Task> All lines in the data bearing the string "Clone" should be identified and copied.

Data extracts>
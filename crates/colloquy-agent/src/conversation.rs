//! Conversation state: message log, summary ledger, and in-flight flags.

use chrono::{DateTime, Utc};
use colloquy_ai::Message;
use serde::{Deserialize, Serialize};
use std::fmt;
use std::str::FromStr;

/// A compressed span of consecutive messages from the start of the log
#[derive(Debug, Clone, PartialEq, Eq, Serialize, Deserialize)]
pub struct ConversationSummary {
    pub content: String,
    /// Number of original messages this summary stands in for (at least 1)
    pub original_message_count: usize,
    pub created_at: DateTime<Utc>,
}

impl ConversationSummary {
    pub fn new(content: impl Into<String>, original_message_count: usize) -> Self {
        Self {
            content: content.into(),
            original_message_count,
            created_at: Utc::now(),
        }
    }
}

/// How history is reduced before it is sent
#[derive(Debug, Clone, Copy, Default, PartialEq, Eq, Hash, Serialize, Deserialize)]
#[serde(rename_all = "snake_case")]
pub enum CompressionPolicy {
    /// Send the whole history
    #[default]
    None,
    /// Send only the most recent window
    Truncate,
    /// Fold old messages into summaries
    Summarize,
}

impl CompressionPolicy {
    pub fn as_str(&self) -> &'static str {
        match self {
            CompressionPolicy::None => "none",
            CompressionPolicy::Truncate => "truncate",
            CompressionPolicy::Summarize => "summarize",
        }
    }

    pub fn all() -> [CompressionPolicy; 3] {
        [
            CompressionPolicy::None,
            CompressionPolicy::Truncate,
            CompressionPolicy::Summarize,
        ]
    }
}

impl FromStr for CompressionPolicy {
    type Err = String;

    fn from_str(s: &str) -> Result<Self, Self::Err> {
        match s.to_lowercase().as_str() {
            "none" | "off" => Ok(CompressionPolicy::None),
            "truncate" | "cut" => Ok(CompressionPolicy::Truncate),
            "summarize" | "summary" => Ok(CompressionPolicy::Summarize),
            other => Err(format!(
                "unknown policy: {} (expected none, truncate or summarize)",
                other
            )),
        }
    }
}

impl fmt::Display for CompressionPolicy {
    fn fmt(&self, f: &mut fmt::Formatter<'_>) -> fmt::Result {
        f.write_str(self.as_str())
    }
}

/// Total number of messages covered by a ledger
pub fn ledger_total(summaries: &[ConversationSummary]) -> usize {
    summaries.iter().map(|s| s.original_message_count).sum()
}

/// Conversation state: messages, summaries, and the flags a UI needs to
/// disable input while a send is in flight.
///
/// The compressed-through cursor is kept private so it can only move
/// together with the ledger.
#[derive(Debug, Clone, Default)]
pub struct Conversation {
    /// Conversation messages, oldest first
    pub messages: Vec<Message>,
    summaries: Vec<ConversationSummary>,
    compressed_through: usize,
    /// Waiting for a blocking reply (or for the first streamed byte)
    pub is_loading: bool,
    /// A streamed reply is being received
    pub is_streaming: bool,
    /// A summarization request is in flight
    pub is_summarizing: bool,
    /// Last error
    pub error: Option<String>,
}

impl Conversation {
    /// Rebuild state from persisted data. A ledger that claims to cover more
    /// messages than exist is discarded.
    pub fn restore(messages: Vec<Message>, summaries: Vec<ConversationSummary>) -> Self {
        let covered = ledger_total(&summaries);
        let summaries = if covered > messages.len() {
            tracing::warn!(
                "Persisted summaries cover {} messages but only {} exist, discarding them",
                covered,
                messages.len()
            );
            Vec::new()
        } else {
            summaries
        };

        Self {
            compressed_through: ledger_total(&summaries),
            messages,
            summaries,
            ..Self::default()
        }
    }

    /// Summaries in ledger order
    pub fn summaries(&self) -> &[ConversationSummary] {
        &self.summaries
    }

    /// Number of leading messages represented by summaries
    pub fn compressed_through(&self) -> usize {
        self.compressed_through
    }

    /// Messages not yet represented by any summary
    pub fn uncompressed_count(&self) -> usize {
        self.messages.len().saturating_sub(self.compressed_through)
    }

    /// Append a summary and advance the cursor past the span it covers.
    /// Returns `false` (and changes nothing) if the span would run past the
    /// end of the log.
    pub fn record_summary(&mut self, summary: ConversationSummary) -> bool {
        let end = self.compressed_through + summary.original_message_count;
        if summary.original_message_count == 0 || end > self.messages.len() {
            tracing::warn!(
                "Rejecting summary of {} messages at cursor {} (log has {})",
                summary.original_message_count,
                self.compressed_through,
                self.messages.len()
            );
            return false;
        }
        self.summaries.push(summary);
        self.compressed_through = end;
        true
    }

    /// Drop the most recent message unless it is already covered by a summary
    pub fn pop_uncompressed(&mut self) -> Option<Message> {
        if self.messages.len() > self.compressed_through {
            self.messages.pop()
        } else {
            None
        }
    }

    /// Empty the log and the ledger together
    pub fn clear(&mut self) {
        self.messages.clear();
        self.summaries.clear();
        self.compressed_through = 0;
        self.error = None;
    }

    /// Whether any request is in flight
    pub fn is_busy(&self) -> bool {
        self.is_loading || self.is_streaming || self.is_summarizing
    }
}
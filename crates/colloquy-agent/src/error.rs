//! Error types for colloquy-agent

use colloquy_ai::Provider;
use thiserror::Error;

/// Result type alias using colloquy-agent Error
pub type Result<T> = std::result::Result<T, Error>;

/// Errors that can occur while driving a conversation
#[derive(Error, Debug)]
pub enum Error {
    /// An error from the provider layer
    #[error(transparent)]
    Ai(#[from] colloquy_ai::Error),

    /// A summarization pass failed (string-based for flexibility)
    #[error("Compaction error: {0}")]
    Compaction(String),

    /// No transport is configured for the selected provider
    #[error("No transport configured for {0}")]
    NoTransport(Provider),
}

impl Error {
    /// Whether the error came from the caller aborting the request
    pub fn is_aborted(&self) -> bool {
        matches!(self, Error::Ai(colloquy_ai::Error::Aborted))
    }
}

Output of the task>
#[derive(Debug, Clone, PartialEq, Eq, Serialize, Deserialize)]
#[derive(Debug, Clone, Copy, Default, PartialEq, Eq, Hash, Serialize, Deserialize)]
#[derive(Debug, Clone, Default)]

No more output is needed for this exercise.